When I was a child my family spent many weekends and holiday times traveling to visit my grandmother.  The trip really wasn’t very long – it usually took about two-and-a-half hours – unless of course the traffic was backed up on the Merritt Parkway or the New England Thruway. But with my sister and brother and me all sitting in the single back seat, it could often feel very long and boring.  And of course we would often ask, “Are we there yet?”  Classic; I’m sure you’ve had a similar experience.

Lent can be a little like that – a long haul, starting with Ash Wednesday.  And it was a long haul for Jesus, traveling from Galilee to the outskirts of Jerusalem – teaching, healing and praying as he went, gathering followers who were intrigued or moved or impassioned or just plain curious.

But the journey to Jerusalem was no family holiday or religious excursion – travel and accommodations had not been arranged by Solomon’s Temple Tours, Inc.  Jesus went to Jerusalem to fulfill his mission, to live out his vocation as the Messiah, God’s Anointed One, the One through whom God’s purposes for his people would be accomplished.

It was a long trip - spiritually and emotionally, as well as physically. Over the course of his public ministry the full awareness of who he was and what he was called to do grew and developed as Jesus renewed, healed, restored, fed, chastised and challenged the disciples who were the representative nucleus of God’s people.  And once Jesus set his face towards Jerusalem, and to the confrontation with the powers-that-be (political, religious, and ultimately spiritual), there was no turning back; there was only going on until the destination was reached.

Are we there yet?  Yes.  We are here.  We have traveled with Jesus, we have paused on the Mount of Olives as the donkey was found, we have made the descent down through the Kidron Valley and up the other side by the steep and rocky road to the gates of the city – cheering and acclaiming Jesus as King at every step of the way.  And we have arrived at the Temple.  God has come in person to claim, cleanse and restore his own at the very center of earthly and heavenly power. 

This is what the people have longed for since ancient times.  This is what we have longed for; remember our prayer back in Advent: Prepare the way of the Lord?  In the desert make a highway for our God?  Our Advent prayer comes to fruition in Jesus’ arrival at the Temple.  But there is no immediate coronation, no welcome and enthronement: “Hail, King Jesus!  Come right in, we will all step aside and let you have your rightful place as Sovereign and Lord.”  No one says: “We will gladly give up our power, our rule, and surrender to you what is truly yours.” 

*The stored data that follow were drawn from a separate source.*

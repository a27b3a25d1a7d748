use geo_core::{DemandPoint, FacilityCandidate};

/// Minimum span, in degrees, enforced on each axis so a single-point study
/// area still yields a sane (non-zero-area) bounding box.
const MIN_SPAN_DEGREES: f64 = 1e-4;

/// Lower bound on the network download radius, regardless of how tight the
/// study area is.
pub const MIN_RADIUS_MILES: f64 = 10.0;

const MILES_PER_DEGREE_LAT: f64 = 69.0;

/// Bounding box around a set of demand and facility points, widened to a
/// minimum span so degenerate (single-point) inputs still produce a usable
/// download region.
#[derive(Debug, Clone, Copy, PartialEq)]
pub struct BoundingBox {
    pub min_lat: f64,
    pub max_lat: f64,
    pub min_lon: f64,
    pub max_lon: f64,
}

impl BoundingBox {
    pub fn around(demand: &[DemandPoint], facilities: &[FacilityCandidate]) -> Self {
        let lats = demand
            .iter()
            .map(|d| d.latitude)
            .chain(facilities.iter().map(|f| f.latitude));
        let lons = demand
            .iter()
            .map(|d| d.longitude)
            .chain(facilities.iter().map(|f| f.longitude));

        let mut min_lat = f64::INFINITY;
        let mut max_lat = f64::NEG_INFINITY;
        let mut min_lon = f64::INFINITY;
        let mut max_lon = f64::NEG_INFINITY;
        for lat in lats {
            min_lat = min_lat.min(lat);
            max_lat = max_lat.max(lat);
        }
        for lon in lons {
            min_lon = min_lon.min(lon);
            max_lon = max_lon.max(lon);
        }
        if !min_lat.is_finite() {
            min_lat = 0.0;
            max_lat = 0.0;
            min_lon = 0.0;
            max_lon = 0.0;
        }

        let mut bbox = BoundingBox { min_lat, max_lat, min_lon, max_lon };
        bbox.widen_to_minimum();
        bbox
    }

    fn widen_to_minimum(&mut self) {
        if self.max_lat - self.min_lat < MIN_SPAN_DEGREES {
            let mid = (self.max_lat + self.min_lat) / 2.0;
            self.min_lat = mid - MIN_SPAN_DEGREES / 2.0;
            self.max_lat = mid + MIN_SPAN_DEGREES / 2.0;
        }
        if self.max_lon - self.min_lon < MIN_SPAN_DEGREES {
            let mid = (self.max_lon + self.min_lon) / 2.0;
            self.min_lon = mid - MIN_SPAN_DEGREES / 2.0;
            self.max_lon = mid + MIN_SPAN_DEGREES / 2.0;
        }
    }

    pub fn center(&self) -> (f64, f64) {
        ((self.min_lat + self.max_lat) / 2.0, (self.min_lon + self.max_lon) / 2.0)
    }

    /// Rough diagonal span in miles, used to size the network download radius.
    pub fn span_miles(&self) -> f64 {
        let lat_miles = (self.max_lat - self.min_lat) * MILES_PER_DEGREE_LAT;
        let lon_miles =
            (self.max_lon - self.min_lon) * MILES_PER_DEGREE_LAT * self.center().0.to_radians().cos().abs();
        lat_miles.hypot(lon_miles)
    }

    /// Download radius in meters for the network back-end: the smaller of a
    /// caller-supplied cap and 0.75x the bbox span, floored at
    /// [`MIN_RADIUS_MILES`].
    pub fn download_radius_meters(&self, radius_cap_miles: f64) -> f64 {
        let candidate_miles = radius_cap_miles.min(0.75 * self.span_miles());
        candidate_miles.max(MIN_RADIUS_MILES) * 1609.344
    }
}

#[cfg(test)]
mod tests {
    use super::*;

    fn demand(lat: f64, lon: f64) -> DemandPoint {
        DemandPoint::new("d", lat, lon, 0.5)
    }

    #[test]
    fn widens_degenerate_single_point_box() {
        let bbox = BoundingBox::around(&[demand(33.7, -84.4)], &[]);
        assert!(bbox.max_lat - bbox.min_lat >= MIN_SPAN_DEGREES);
        assert!(bbox.max_lon - bbox.min_lon >= MIN_SPAN_DEGREES);
    }

    #[test]
    fn radius_floors_at_minimum() {
        let bbox = BoundingBox::around(&[demand(33.7, -84.4)], &[]);
        let radius = bbox.download_radius_meters(5.0);
        assert_eq!(radius, MIN_RADIUS_MILES * 1609.344);
    }
}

Are we surprised?  We shouldn’t be. We have a hard enough time letting Jesus be in charge of us, even when we claim to be his followers.  How much more disdain and anger and furious resistance is there from the powers that are based on control, gain, violence and falsehood masquerading as truth? These powers were not limited to the first century, the Temple priesthood, the Roman government or the Judean aristocracy.  These are the powers that oppose God and God’s Kingdom and God’s Messiah in every age – including our own; they keep on taking different forms and shapes and hues, but they are the same powers.

And Jesus comes to meet them face on, not as they expect with full battle array, but with the power of humility – the humility that began with God being born as a vulnerable infant, living fully the life that we live.  Jesus comes into our lives, our neighborhoods, our Church, our Jerusalem and we acclaim him, we cheer him on: he is our King, God’s Anointed, Emmanuel –God-with-us.  But cheering by itself leaves us on the sidelines. 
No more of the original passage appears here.